Acquired platelet antagonism: off-target antiplatelet effects of malignancy treatment with tyrosine kinase inhibitors.

Platelets can contribute to tumor progression and metastasis. Cancer patients are at increased risk of thrombosis, and advanced stages of cancer are associated with thrombocytosis or increased platelet reactivity. Tyrosine kinase inhibitors (TKIs) are widely used as a targeted strategy for cancer treatment, with the aim of prolonging progression-free survival of the patients. Because of their broad kinase target spectrum, most TKIs inevitably have off-target effects. Platelets rely on tyrosine kinase activity for their activation.
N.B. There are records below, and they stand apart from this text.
//! Shared application state.

use std::sync::Arc;

use crate::cache::{CacheService, ServiceMetrics};
use crate::database::{Database, Repositories};
use crate::listeners::ListenerManager;

/// Shared application state.
#[derive(Clone)]
pub struct AppState {
    /// Database connection.
    pub db: Database,

    /// The single cache service, shared by every repository.
    pub cache: Arc<CacheService>,

    /// Registry of live subscriptions.
    pub listeners: ListenerManager,

    /// Cached collection services and the dashboard.
    pub repos: Repositories,
}

/// Snapshot of the cache and listener layers, used for leak detection.
#[derive(Debug, Clone, PartialEq, Eq)]
pub struct LayerStats {
    pub memory_entry_count: u64,
    pub active_listener_count: usize,
    pub listener_ids: Vec<String>,
    pub in_flight_fetches: usize,
    pub cache: ServiceMetrics,
}

impl LayerStats {
    pub fn collect(cache: &CacheService, listeners: &ListenerManager) -> Self {
        let listener_stats = listeners.stats();
        Self {
            memory_entry_count: cache.store().memory_entry_count(),
            active_listener_count: listener_stats.active_count,
            listener_ids: listener_stats.ids,
            in_flight_fetches: cache.in_flight_count(),
            cache: cache.metrics(),
        }
    }
}

impl AppState {
    pub fn new(db: Database, cache: Arc<CacheService>) -> Self {
        let repos = Repositories::new(&db, Arc::clone(&cache));
        Self {
            db,
            cache,
            listeners: ListenerManager::new(),
            repos,
        }
    }

    pub fn stats(&self) -> LayerStats {
        LayerStats::collect(&self.cache, &self.listeners)
    }
}

#[cfg(test)]
mod tests {
    use super::*;
    use crate::cache::{CacheConfig, CacheStore, FetchOptions, ManualClock, NamespaceRegistry};
    use crate::listeners::unsubscribe_fn;

    #[tokio::test]
    async fn test_collect_layer_stats() {
        let clock = Arc::new(ManualClock::starting_at(0));
        let store = CacheStore::memory_only(CacheConfig::default(), clock);
        let cache = CacheService::new(Arc::new(store), NamespaceRegistry::new());
        let listeners = ListenerManager::new();

        let _: Vec<String> = cache
            .get_or_fetch("teams:getAll", &(), || async { Ok(vec!["core".to_string()]) }, FetchOptions::default())
            .await
            .unwrap();
        let _handle = listeners
            .register("tasks-feed", || Ok(unsubscribe_fn(|| {})))
            .unwrap();

        let stats = LayerStats::collect(&cache, &listeners);
        assert_eq!(stats.memory_entry_count, 1);
        assert_eq!(stats.active_listener_count, 1);
        assert_eq!(stats.listener_ids, vec!["tasks-feed"]);
        assert_eq!(stats.in_flight_fetches, 0);
        assert_eq!(stats.cache.fetches, 1);
    }
}
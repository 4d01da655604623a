//! Remote collection seam.

use std::collections::BTreeMap;

use async_trait::async_trait;
use serde::de::DeserializeOwned;
use serde::{Deserialize, Serialize};
use serde_json::Value;

/// A business record stored in a remote collection.
pub trait Record: Serialize + DeserializeOwned + Clone + Send + Sync + Unpin + 'static {
    /// Remote collection name, also the cache namespace prefix.
    const COLLECTION: &'static str;

    fn id(&self) -> &str;
}

/// Equality filter over top-level record fields.
///
/// Serializes as a plain JSON object with sorted fields, so an empty filter
/// maps to the bare list namespace.
#[derive(Debug, Clone, Default, PartialEq, Serialize, Deserialize)]
#[serde(transparent)]
pub struct Filter(BTreeMap<String, Value>);

impl Filter {
    pub fn new() -> Self {
        Self::default()
    }

    /// Require `field == value` (builder pattern).
    #[must_use]
    pub fn eq(mut self, field: impl Into<String>, value: impl Into<Value>) -> Self {
        self.0.insert(field.into(), value.into());
        self
    }

    /// Whether a serialized record satisfies every condition.
    pub fn matches(&self, record: &Value) -> bool {
        self.0
            .iter()
            .all(|(field, expected)| record.get(field) == Some(expected))
    }
}

/// The remote source behind an [`OptimizedDataService`](super::OptimizedDataService).
#[async_trait]
pub trait RemoteCollection<T: Record>: Send + Sync {
    fn name(&self) -> &str;

    async fn fetch_all(&self, filter: &Filter) -> anyhow::Result<Vec<T>>;

    async fn fetch_one(&self, id: &str) -> anyhow::Result<Option<T>>;

    async fn insert(&self, record: &T) -> anyhow::Result<()>;

    /// Replace the record with `id`. Returns `false` if it did not exist.
    async fn replace(&self, id: &str, record: &T) -> anyhow::Result<bool>;

    /// Returns `false` if nothing was deleted.
    async fn delete(&self, id: &str) -> anyhow::Result<bool>;
}
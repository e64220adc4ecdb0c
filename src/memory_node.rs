/// In-Memory Node
///
/// A `ChainSource` that holds a whole chain in memory, loaded from a JSON
/// snapshot. It builds the same indexes a full node keeps on disk:
/// transactions by id, transactions by address, blocks by hash and height,
/// and the reverse spend index (outpoint -> spending txid).
///
/// Heights are assigned from block order in the snapshot. Mempool entries
/// get `HEIGHT_MEMPOOL` and no block hash.

use async_trait::async_trait;
use bitcoin::network::constants::Network;
use serde::{Deserialize, Serialize};
use std::collections::{HashMap, HashSet};
use std::path::Path;
use tracing::{debug, info};

use crate::constants::HEIGHT_MEMPOOL;
use crate::error::ExplorerError;
use crate::node::ChainSource;
use crate::script_utils::classify_script;
use crate::types::{BlockRecord, Coin, CoinView, Hash256, MetaTransaction, OutPoint, Transaction};

/// Serialized header size plus the one-byte transaction count
const EMPTY_BLOCK_SIZE: u32 = 81;

fn default_block_version() -> i32 {
    1
}

fn default_progress() -> f64 {
    1.0
}

#[derive(Debug, Clone, Serialize, Deserialize)]
pub struct SnapshotBlock {
    pub hash: Hash256,
    #[serde(default = "default_block_version")]
    pub version: i32,
    #[serde(default)]
    pub merkle_root: Hash256,
    /// Filled from the preceding block when absent
    #[serde(default)]
    pub prev_hash: Option<Hash256>,
    pub time: u32,
    #[serde(default)]
    pub bits: u32,
    #[serde(default)]
    pub nonce: u32,
    #[serde(default)]
    pub chainwork: String,
    /// Computed from the transaction sizes when zero
    #[serde(default)]
    pub size: u32,
    /// Defaults to the coinbase output value
    #[serde(default)]
    pub reward: Option<i64>,
    pub transactions: Vec<Transaction>,
}

#[derive(Debug, Clone, Serialize, Deserialize)]
pub struct MempoolEntry {
    pub tx: Transaction,
    pub time: u32,
}

#[derive(Debug, Clone, Default, Serialize, Deserialize)]
pub struct Snapshot {
    #[serde(default)]
    pub blocks: Vec<SnapshotBlock>,
    #[serde(default)]
    pub mempool: Vec<MempoolEntry>,
    #[serde(default = "default_progress")]
    pub progress: f64,
}

pub struct MemoryNode {
    network: Network,
    blocks: Vec<BlockRecord>,
    block_heights: HashMap<Hash256, usize>,
    txs: HashMap<Hash256, MetaTransaction>,
    address_txs: HashMap<String, Vec<Hash256>>,
    spends: HashMap<OutPoint, Hash256>,
    progress: f64,
}

impl MemoryNode {
    pub fn new(network: Network) -> Self {
        Self {
            network,
            blocks: Vec::new(),
            block_heights: HashMap::new(),
            txs: HashMap::new(),
            address_txs: HashMap::new(),
            spends: HashMap::new(),
            progress: default_progress(),
        }
    }

    pub fn from_snapshot(snapshot: Snapshot, network: Network) -> Self {
        let mut node = Self::new(network);
        node.progress = snapshot.progress;
        for block in snapshot.blocks {
            node.push_block(block);
        }
        for entry in snapshot.mempool {
            node.push_mempool(entry.tx, entry.time);
        }
        node
    }

    /// Read a JSON snapshot from disk
    pub fn load(path: impl AsRef<Path>, network: Network) -> Result<Self, ExplorerError> {
        let path = path.as_ref();
        let data = std::fs::read_to_string(path)
            .map_err(|e| ExplorerError::Snapshot(format!("{}: {}", path.display(), e)))?;
        let snapshot: Snapshot = serde_json::from_str(&data)?;
        let node = Self::from_snapshot(snapshot, network);

        info!(
            path = %path.display(),
            blocks = node.blocks.len(),
            transactions = node.txs.len(),
            addresses = node.address_txs.len(),
            "Loaded chain snapshot"
        );

        Ok(node)
    }

    /// Append a block on top of the current tip and index its transactions
    pub fn push_block(&mut self, block: SnapshotBlock) -> Hash256 {
        let height = self.blocks.len();
        let prev_hash = block
            .prev_hash
            .or_else(|| self.blocks.last().map(|b| b.hash));
        let size = if block.size == 0 {
            EMPTY_BLOCK_SIZE + block.transactions.iter().map(|tx| tx.size).sum::<u32>()
        } else {
            block.size
        };
        let reward = block.reward.unwrap_or_else(|| {
            block
                .transactions
                .iter()
                .find(|tx| tx.is_coinbase())
                .map(|tx| tx.value_out())
                .unwrap_or(0)
        });

        let record = BlockRecord {
            hash: block.hash,
            height: height as i32,
            version: block.version,
            merkle_root: block.merkle_root,
            prev_hash,
            time: block.time,
            bits: block.bits,
            nonce: block.nonce,
            chainwork: block.chainwork,
            size,
            txids: block.transactions.iter().map(|tx| tx.txid).collect(),
            reward,
        };

        for tx in block.transactions {
            self.index_transaction(MetaTransaction {
                tx,
                block_hash: Some(record.hash),
                height: height as i32,
                time: record.time,
            });
        }

        self.block_heights.insert(record.hash, height);
        let hash = record.hash;
        self.blocks.push(record);
        hash
    }

    pub fn push_mempool(&mut self, tx: Transaction, time: u32) {
        self.index_transaction(MetaTransaction {
            tx,
            block_hash: None,
            height: HEIGHT_MEMPOOL,
            time,
        });
    }

    fn index_transaction(&mut self, meta: MetaTransaction) {
        let txid = meta.tx.txid;
        let mut touched: Vec<String> = Vec::new();

        for input in &meta.tx.inputs {
            let prevout = match input.prevout {
                Some(prevout) => prevout,
                None => continue,
            };
            self.spends.insert(prevout, txid);

            let source_script = self
                .txs
                .get(&prevout.txid)
                .and_then(|prev| prev.tx.outputs.get(prevout.vout as usize))
                .map(|out| out.script_pubkey.clone());
            if let Some(script) = source_script {
                if let Some(addr) = classify_script(&script, self.network).address() {
                    touched.push(addr.to_string());
                }
            }
        }

        for output in &meta.tx.outputs {
            if let Some(addr) = classify_script(&output.script_pubkey, self.network).address() {
                touched.push(addr.to_string());
            }
        }

        let mut seen = HashSet::new();
        for addr in touched {
            if seen.insert(addr.clone()) {
                self.address_txs.entry(addr).or_default().push(txid);
            }
        }

        debug!(txid = %txid, height = meta.height, "Indexed transaction");
        self.txs.insert(txid, meta);
    }

    fn unspent_for(&self, address: &str, seen: &mut HashSet<OutPoint>) -> Vec<Coin> {
        let mut coins = Vec::new();
        let txids = match self.address_txs.get(address) {
            Some(txids) => txids,
            None => return coins,
        };

        for txid in txids {
            let meta = match self.txs.get(txid) {
                Some(meta) => meta,
                None => continue,
            };
            for (vout, output) in meta.tx.outputs.iter().enumerate() {
                let outpoint = OutPoint::new(*txid, vout as u32);
                if self.spends.contains_key(&outpoint) || seen.contains(&outpoint) {
                    continue;
                }
                if !classify_script(&output.script_pubkey, self.network).pays_to(address) {
                    continue;
                }
                seen.insert(outpoint);
                coins.push(Coin {
                    address: Some(address.to_string()),
                    txid: *txid,
                    vout: vout as u32,
                    value: output.value,
                    script_pubkey: output.script_pubkey.clone(),
                    height: meta.height,
                    coinbase: meta.tx.is_coinbase(),
                });
            }
        }

        coins
    }
}
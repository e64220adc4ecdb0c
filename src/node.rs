//! Node collaborator interface.
//!
//! Everything the aggregators know about the chain comes through this
//! trait. Implementations answer from the node's own indexes; the crate
//! never caches or second-guesses those answers beyond the spender scan in
//! `transactions::resolve_spent_outputs`.

use async_trait::async_trait;
use std::sync::Arc;

use crate::error::ExplorerError;
use crate::types::{BlockRecord, Coin, CoinView, Hash256, MetaTransaction, OutPoint, Transaction};

#[async_trait]
pub trait ChainSource: Send + Sync {
    /// Transaction by id with its placement, `None` if the node never saw it
    async fn meta_transaction(
        &self,
        txid: &Hash256,
    ) -> Result<Option<MetaTransaction>, ExplorerError>;

    /// Every transaction that pays to or spends from `address`
    async fn metas_by_address(&self, address: &str) -> Result<Vec<MetaTransaction>, ExplorerError>;

    /// Unspent outputs owned by any of `addresses`
    async fn coins_by_addresses(&self, addresses: &[String]) -> Result<Vec<Coin>, ExplorerError>;

    /// Reverse spend index: the transaction consuming `outpoint`, if any
    async fn spending_transaction(
        &self,
        outpoint: &OutPoint,
    ) -> Result<Option<Hash256>, ExplorerError>;

    /// Previous outputs spent by `tx`, including already-spent ones
    async fn coin_view(&self, tx: &Transaction) -> Result<CoinView, ExplorerError>;

    /// Height of the best block
    async fn chain_height(&self) -> Result<i32, ExplorerError>;

    /// Blocks with `from <= time < to`, in no particular order
    async fn blocks_in_range(&self, from: i64, to: i64) -> Result<Vec<BlockRecord>, ExplorerError>;

    async fn block_hash_at(&self, height: u32) -> Result<Option<Hash256>, ExplorerError>;

    async fn block(&self, hash: &Hash256) -> Result<Option<BlockRecord>, ExplorerError>;

    async fn next_block_hash(&self, hash: &Hash256) -> Result<Option<Hash256>, ExplorerError>;

    /// Sync progress in `[0, 1]`
    async fn sync_progress(&self) -> Result<f64, ExplorerError>;
}

pub type SharedChain = Arc<dyn ChainSource>;
use clap::Parser;
use std::error::Error;
use std::sync::Arc;
use tracing::info;

use rustyinsight::api::router;
use rustyinsight::config::{init_global_config, Settings};
use rustyinsight::explorer::{network_name, Explorer};
use rustyinsight::memory_node::MemoryNode;
use rustyinsight::metrics::init_metrics;
use rustyinsight::telemetry::init_tracing;

#[derive(Debug, Parser)]
#[command(name = "rustyinsight", about = "insight-api compatible block explorer")]
struct Cli {
    /// Config file; missing files fall back to defaults and environment
    #[arg(short, long, default_value = "config.toml")]
    config: String,

    /// Chain snapshot to serve, overrides `snapshot.path`
    #[arg(short, long)]
    snapshot: Option<String>,

    /// Listen address, overrides `server.listen`
    #[arg(short, long)]
    listen: Option<String>,
}

#[tokio::main]
async fn main() -> Result<(), Box<dyn Error>> {
    let cli = Cli::parse();

    let config = init_global_config(&cli.config)?;
    let mut settings = Settings::from_config(config)?;
    if let Some(snapshot) = cli.snapshot {
        settings.snapshot_path = snapshot;
    }
    if let Some(listen) = cli.listen {
        settings.listen = listen;
    }

    // Held until exit so buffered log lines reach the file
    let _log_guard = init_tracing(settings.telemetry.clone())?;
    init_metrics()?;

    let node = MemoryNode::load(&settings.snapshot_path, settings.network)?;
    let explorer = Explorer::new(Arc::new(node), settings.network)
        .with_tx_page_size(settings.tx_page_size)
        .with_relay_fee(settings.relay_fee_sat);

    let app = router(Arc::new(explorer));
    let listener = tokio::net::TcpListener::bind(&settings.listen).await?;
    info!(
        listen = %settings.listen,
        network = network_name(settings.network),
        "Explorer API listening"
    );
    axum::serve(listener, app).await?;

    Ok(())
}
// Block Summaries
//
// Groups blocks by UTC calendar day for the `/blocks` listing and maps a
// single block into its detail view.

use chrono::{NaiveDate, NaiveTime, TimeZone, Utc};
use serde::{Deserialize, Serialize};

use crate::constants::SECONDS_PER_DAY;
use crate::types::{BlockRecord, Hash256};
use crate::units::satoshi_to_coin;

const DATE_FORMAT: &str = "%Y-%m-%d";

/// Always serialized as `{}`; kept for wire compatibility
#[derive(Serialize, Deserialize, Debug, Clone, Default, PartialEq, Eq)]
pub struct PoolInfo {}

/// Half-open UTC window `[from, to)` covering one calendar day
#[derive(Debug, Clone, Copy, PartialEq, Eq)]
pub struct DayWindow {
    pub date: NaiveDate,
    pub from: i64,
    pub to: i64,
}

impl DayWindow {
    pub fn for_date(date: NaiveDate) -> Self {
        let from = Utc.from_utc_datetime(&date.and_time(NaiveTime::default())).timestamp();
        Self {
            date,
            from,
            to: from + SECONDS_PER_DAY,
        }
    }

    /// Window of `date`, or of `today` when no date was requested
    pub fn for_request(date: Option<NaiveDate>, today: NaiveDate) -> Self {
        Self::for_date(date.unwrap_or(today))
    }

    pub fn contains(&self, time: i64) -> bool {
        time >= self.from && time < self.to
    }
}

/// Parse a `YYYY-MM-DD` block date
pub fn parse_block_date(s: &str) -> Option<NaiveDate> {
    NaiveDate::parse_from_str(s, DATE_FORMAT).ok()
}

#[derive(Serialize, Deserialize, Debug, Clone, PartialEq)]
pub struct BlockSummary {
    pub height: i32,
    pub size: u32,
    pub hash: Hash256,
    pub time: u32,
    pub txlength: usize,
    #[serde(rename = "poolInfo")]
    pub pool_info: PoolInfo,
}

#[derive(Serialize, Deserialize, Debug, Clone, PartialEq)]
pub struct Pagination {
    pub next: Option<String>,
    pub prev: Option<String>,
    #[serde(rename = "currentTs")]
    pub current_ts: i64,
    pub current: String,
    #[serde(rename = "isToday")]
    pub is_today: bool,
    pub more: bool,
    #[serde(rename = "moreTs", skip_serializing_if = "Option::is_none", default)]
    pub more_ts: Option<i64>,
}

#[derive(Serialize, Deserialize, Debug, Clone, PartialEq)]
pub struct BlockSummaryPage {
    pub blocks: Vec<BlockSummary>,
    pub length: usize,
    pub pagination: Pagination,
}

fn summary_of(block: &BlockRecord) -> BlockSummary {
    BlockSummary {
        height: block.height,
        size: block.size,
        hash: block.hash,
        time: block.time,
        txlength: block.txids.len(),
        pool_info: PoolInfo::default(),
    }
}

/// Build one page of day summaries.
///
/// Blocks outside `window` are dropped. The rest are ordered by height,
/// highest first, which is not always time order. When `limit` cuts the
/// list short, `more` is set and `moreTs` carries the window end.
pub fn summarize(
    blocks: &[BlockRecord],
    window: &DayWindow,
    limit: Option<usize>,
    today: NaiveDate,
) -> BlockSummaryPage {
    let mut summaries: Vec<BlockSummary> = blocks
        .iter()
        .filter(|b| window.contains(b.time as i64))
        .map(summary_of)
        .collect();
    summaries.sort_by(|a, b| b.height.cmp(&a.height));

    let more = matches!(limit, Some(limit) if limit < summaries.len());
    if let Some(limit) = limit {
        summaries.truncate(limit);
    }

    let pagination = Pagination {
        next: window.date.succ_opt().map(|d| d.format(DATE_FORMAT).to_string()),
        prev: window.date.pred_opt().map(|d| d.format(DATE_FORMAT).to_string()),
        current_ts: window.to - 1,
        current: window.date.format(DATE_FORMAT).to_string(),
        is_today: window.date == today,
        more,
        more_ts: if more { Some(window.to) } else { None },
    };

    BlockSummaryPage {
        length: summaries.len(),
        blocks: summaries,
        pagination,
    }
}

/// Difficulty from compact target bits, relative to the minimum target
/// `0x1d00ffff`.
pub fn bits_to_difficulty(bits: u32) -> f64 {
    let mantissa = bits & 0x00ff_ffff;
    if mantissa == 0 {
        return 0.0;
    }

    let mut shift = (bits >> 24) & 0xff;
    let mut diff = 0x0000_ffff as f64 / mantissa as f64;

    while shift < 29 {
        diff *= 256.0;
        shift += 1;
    }
    while shift > 29 {
        diff /= 256.0;
        shift -= 1;
    }

    diff
}

#[derive(Serialize, Deserialize, Debug, Clone, PartialEq)]
pub struct BlockDetail {
    pub hash: Hash256,
    pub size: u32,
    pub height: i32,
    pub version: i32,
    pub merkleroot: Hash256,
    pub tx: Vec<Hash256>,
    pub time: u32,
    pub nonce: u32,
    /// Compact target as lowercase hex
    pub bits: String,
    pub difficulty: f64,
    pub chainwork: String,
    pub confirmations: u32,
    pub previousblockhash: Option<Hash256>,
    pub nextblockhash: Option<Hash256>,
    pub reward: f64,
    #[serde(rename = "isMainChain")]
    pub is_main_chain: bool,
    #[serde(rename = "poolInfo")]
    pub pool_info: PoolInfo,
}

pub fn map_block(
    block: &BlockRecord,
    next_hash: Option<Hash256>,
    best_height: i32,
    is_main_chain: bool,
) -> BlockDetail {
    BlockDetail {
        hash: block.hash,
        size: block.size,
        height: block.height,
        version: block.version,
        merkleroot: block.merkle_root,
        tx: block.txids.clone(),
        time: block.time,
        nonce: block.nonce,
        bits: format!("{:x}", block.bits),
        difficulty: bits_to_difficulty(block.bits),
        chainwork: block.chainwork.clone(),
        confirmations: (best_height - block.height + 1).max(0) as u32,
        previousblockhash: block.prev_hash,
        nextblockhash: next_hash,
        reward: satoshi_to_coin(block.reward),
        is_main_chain,
        pool_info: PoolInfo::default(),
    }
}

#[cfg(test)]
mod tests {
    use super::*;

    fn april_22() -> NaiveDate {
        NaiveDate::from_ymd_opt(2017, 4, 22).unwrap()
    }

    fn today() -> NaiveDate {
        NaiveDate::from_ymd_opt(2026, 10, 19).unwrap()
    }

    fn record(height: i32, time: u32) -> BlockRecord {
        let mut hash = [0u8; 32];
        hash[..4].copy_from_slice(&(height as u32).to_le_bytes());
        BlockRecord {
            hash: Hash256::from_storage_bytes(hash),
            height,
            version: 536_870_912,
            merkle_root: Hash256::default(),
            prev_hash: None,
            time,
            bits: 0x1a03_a30c,
            nonce: 0,
            chainwork: String::new(),
            size: 1_000 + height as u32 % 97,
            txids: vec![Hash256::default(); (height % 5 + 1) as usize],
            reward: 78_125_000,
        }
    }

    /// 126 blocks spread over 2017-04-22, shuffled so input order is not height order
    fn busy_day() -> Vec<BlockRecord> {
        let window = DayWindow::for_date(april_22());
        let mut blocks: Vec<BlockRecord> = (0..126)
            .map(|i| record(1_119_454 + i, (window.from + 600 + i as i64 * 680) as u32))
            .collect();
        blocks.reverse();
        blocks.swap(3, 90);
        blocks
    }

    #[test]
    fn test_day_window_bounds() {
        let window = DayWindow::for_date(april_22());
        assert_eq!(window.from, 1_492_819_200);
        assert_eq!(window.to, 1_492_905_600);
        assert!(window.contains(1_492_819_200));
        assert!(!window.contains(1_492_905_600));
    }

    #[test]
    fn test_default_window_is_today() {
        let window = DayWindow::for_request(None, today());
        assert_eq!(window.date, today());
        let page = summarize(&[], &window, None, today());
        assert!(page.pagination.is_today);
        assert_eq!(page.length, 0);
    }

    #[test]
    fn test_parse_block_date() {
        assert_eq!(parse_block_date("2017-04-22"), Some(april_22()));
        assert_eq!(parse_block_date("2017-13-01"), None);
        assert_eq!(parse_block_date("yesterday"), None);
    }

    #[test]
    fn test_limit_truncates_and_sets_more() {
        let window = DayWindow::for_date(april_22());
        let page = summarize(&busy_day(), &window, Some(10), today());

        assert_eq!(page.length, 10);
        assert_eq!(page.blocks.len(), 10);
        assert_eq!(page.blocks[0].height, 1_119_579);
        assert!(page.blocks.windows(2).all(|w| w[0].height > w[1].height));
        assert!(page.pagination.more);
        assert_eq!(page.pagination.more_ts, Some(1_492_905_600));
        assert_eq!(page.pagination.current_ts, 1_492_905_599);
        assert_eq!(page.pagination.current, "2017-04-22");
        assert_eq!(page.pagination.next.as_deref(), Some("2017-04-23"));
        assert_eq!(page.pagination.prev.as_deref(), Some("2017-04-21"));
        assert!(!page.pagination.is_today);
    }

    #[test]
    fn test_no_limit_returns_whole_day() {
        let window = DayWindow::for_date(april_22());
        let page = summarize(&busy_day(), &window, None, today());
        assert_eq!(page.length, 126);
        assert!(!page.pagination.more);

        let json = serde_json::to_value(&page).unwrap();
        assert!(json["pagination"].get("moreTs").is_none());
        assert_eq!(json["pagination"]["more"], false);
        assert_eq!(json["blocks"][0]["poolInfo"], serde_json::json!({}));
    }

    #[test]
    fn test_limit_equal_to_count_is_not_more() {
        let window = DayWindow::for_date(april_22());
        let page = summarize(&busy_day(), &window, Some(126), today());
        assert_eq!(page.length, 126);
        assert!(!page.pagination.more);
        assert_eq!(page.pagination.more_ts, None);
    }

    #[test]
    fn test_blocks_outside_window_dropped() {
        let window = DayWindow::for_date(april_22());
        let blocks = vec![
            record(1, window.from as u32 - 1),
            record(2, window.from as u32),
            record(3, window.to as u32),
        ];
        let page = summarize(&blocks, &window, None, today());
        assert_eq!(page.length, 1);
        assert_eq!(page.blocks[0].height, 2);
    }

    #[test]
    fn test_bits_to_difficulty() {
        assert_eq!(bits_to_difficulty(0x1d00_ffff), 1.0);
        assert!((bits_to_difficulty(0x1b04_04cb) - 16_307.420_938_523_983).abs() < 1e-6);
        assert_eq!(bits_to_difficulty(0x1d00_0000), 0.0);
    }

    #[test]
    fn test_map_block() {
        let block = record(100, 1_492_819_300);
        let next = Hash256::from_storage_bytes([9u8; 32]);
        let detail = map_block(&block, Some(next), 109, true);

        assert_eq!(detail.confirmations, 10);
        assert_eq!(detail.bits, "1a03a30c");
        assert_eq!(detail.reward, 0.78125);
        assert_eq!(detail.nextblockhash, Some(next));
        assert_eq!(detail.tx.len(), 1);

        let json = serde_json::to_value(&detail).unwrap();
        assert_eq!(json["isMainChain"], true);
        assert!(json["previousblockhash"].is_null());
    }
}
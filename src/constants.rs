/// Height, Unit and Window Constants
///
/// Special height values and fixed-point constants shared by the aggregators.
/// Height-related logic should use these instead of magic numbers.

/// Genesis block height (the first block in the chain)
pub const HEIGHT_GENESIS: i32 = 0;

/// Height carried by transactions that are still in the mempool
pub const HEIGHT_MEMPOOL: i32 = -1;

/// Minor units (satoshis) per major unit (coin)
pub const COIN: i64 = 100_000_000;

/// Decimal places of the major-unit representation
pub const COIN_DECIMALS: usize = 8;

/// Length of one block-summary window
pub const SECONDS_PER_DAY: i64 = 86_400;

/// Transactions per page in `/txs` listings
pub const DEFAULT_TX_PAGE_SIZE: usize = 10;

/// Check if a height refers to a block on the chain (as opposed to the mempool)
#[inline]
pub fn is_chain_height(height: i32) -> bool {
    height >= HEIGHT_GENESIS
}

/// Check if a transaction at `height` counts as unconfirmed against `best_height`.
///
/// The node reports a transaction as settled only once a block has been
/// mined on top of the block containing it, so the tip block itself is
/// still "unconfirmed" for balance purposes.
#[inline]
pub fn is_unconfirmed_height(height: i32, best_height: i32) -> bool {
    !is_chain_height(height) || height == best_height
}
Frequently observed side effects are lowering of platelet count and inhibition of platelet functions, whether or not accompanied by an increased bleeding risk. In this review, we aim to give insights into: (i) 38 TKIs that are currently used for the treatment of different types of cancer, either on the market or in clinical trials; (ii) how distinct TKIs can inhibit activation mechanisms in platelets; and (iii) the clinical consequences of the antiplatelet effects of TKI treatment. For several TKIs, the knowledge on affinity for their targets does not align with the published effects on platelets and reported bleeding events. This review should raise awareness of the potential antiplatelet effects of several TKIs, which will be enhanced in the presence of antithrombotic drugs.